Ivan Schuller received the Gothenburg Lise Meitner Award

On Thursday, September 17, professor Ivan Schuller from University of California San Diego, received the Gothenburg Lise Meitner Award and held an inspirational lecture about life as a physicist.



Professor Ivan Schuller expressed that he was very honoured to receive the prize in the name of a woman in whose life he could in some way mirror himself. Apart from them both being physicists, Schuller shares the experience of moving from country to country with Meitner. He left communist Rumania for Israel, then moving to Chile and finally settling in the States.

– It’s not easy coming to a new country, but as Lise Meitner said “Life need not be easy, provided only that it is not empty”, said Schuller, who is in the process of writing a fictional play about Lise Meitner.


Dinko Chakarov, Chairman of the Gothenburg Lise Meitner Award Committée introduced the ceremony.


The award was handed over by Mats Viberg, Chalmers' First Vice President.

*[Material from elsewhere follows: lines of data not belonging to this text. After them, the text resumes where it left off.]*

//! Normalization of first-order formulas into clauses
//!
//! Each stage is a tree-to-tree function establishing one normal-form
//! invariant that the next stage relies on. `pipeline::Normalizer` composes
//! them in order:
//!
//! 1. implication elimination
//! 2. negation normal form
//! 3. per-formula variable standardization
//! 4. prenex conversion
//! 5. skolemization
//! 6. cross-formula variable renaming
//! 7. universal quantifier stripping
//! 8. CNF distribution
//! 9. clause extraction

pub mod clauses;
pub mod distribute;
pub mod implication;
pub mod invariants;
pub mod negation;
pub mod pipeline;
pub mod prenex;
pub mod rename;
pub mod skolem;
pub mod standardize;
pub mod strip;


use serde::{Deserialize, Serialize};
use std::fmt;

pub use clauses::extract_clauses;
pub use distribute::{to_cnf, to_cnf_bounded, Budget};
pub use implication::eliminate_implications;
pub use negation::push_negation;
pub use pipeline::{
    NormalizationProfile, Normalized, Normalizer, NullSink, RecordingSink, TraceSink, WriterSink,
};
pub use prenex::to_prenex;
pub use rename::rename_across;
pub use skolem::{skolemize, skolemize_in_scope};
pub use standardize::{standardize, standardize_variables};
pub use strip::strip_universals;

/// The nine normalization stages, in pipeline order
#[derive(Debug, Clone, Copy, PartialEq, Eq, Hash, PartialOrd, Ord, Serialize, Deserialize)]
#[serde(rename_all = "snake_case")]
pub enum Stage {
    ImplicationElimination,
    NegationNormalForm,
    Standardization,
    Prenex,
    Skolemization,
    Renaming,
    UniversalStripping,
    Distribution,
    ClauseExtraction,
}

impl Stage {
    pub const ALL: [Stage; 9] = [
        Stage::ImplicationElimination,
        Stage::NegationNormalForm,
        Stage::Standardization,
        Stage::Prenex,
        Stage::Skolemization,
        Stage::Renaming,
        Stage::UniversalStripping,
        Stage::Distribution,
        Stage::ClauseExtraction,
    ];

    /// 1-based position in the pipeline
    pub fn number(self) -> usize {
        self as usize + 1
    }
}

impl fmt::Display for Stage {
    fn fmt(&self, f: &mut fmt::Formatter<'_>) -> fmt::Result {
        let name = match self {
            Stage::ImplicationElimination => "eliminating implication",
            Stage::NegationNormalForm => "moving negation inwards",
            Stage::Standardization => "standardizing variables",
            Stage::Prenex => "prenex form",
            Stage::Skolemization => "skolemization",
            Stage::Renaming => "renaming variables",
            Stage::UniversalStripping => "eliminating universal quantifiers",
            Stage::Distribution => "conjunctive normal form",
            Stage::ClauseExtraction => "converting to clause",
        };
        write!(f, "{}", name)
    }
}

Together with colourful slides, personal photos and clips from his educational movie “When things get small” he talked about what fascinates him as a scientist – from universal behaviour of power laws to experiments to understand human intelligence triggered by seeing his infant son reach for his toys.

In comparing the human brain with computer transistors lies a fantastic opportunity for young scientist, according to Schuller, to investigate how computing done in a completely different way in the future.

– For example I think there are interesting connections to be drawn between the narrow temperature range at which the human brain functions, compared to the broad temperature range of the computer. But it could also be an accident, I don’t know!




When talking about how research is born out of these kinds of ideas, proven experimentally and finally can be picked up and used in the most unexpected ways he also warned about research targeted towards predefined goals and applications.

– Especially in Europe there is a lot of push to do research that is going to be relevant socially and revolutionize the industry. But we have to resist this because that’s not how science works. Revolutionary technology arises unexpectedly from basic science. You have to allow freedom of thinking and going in all kinds of directions.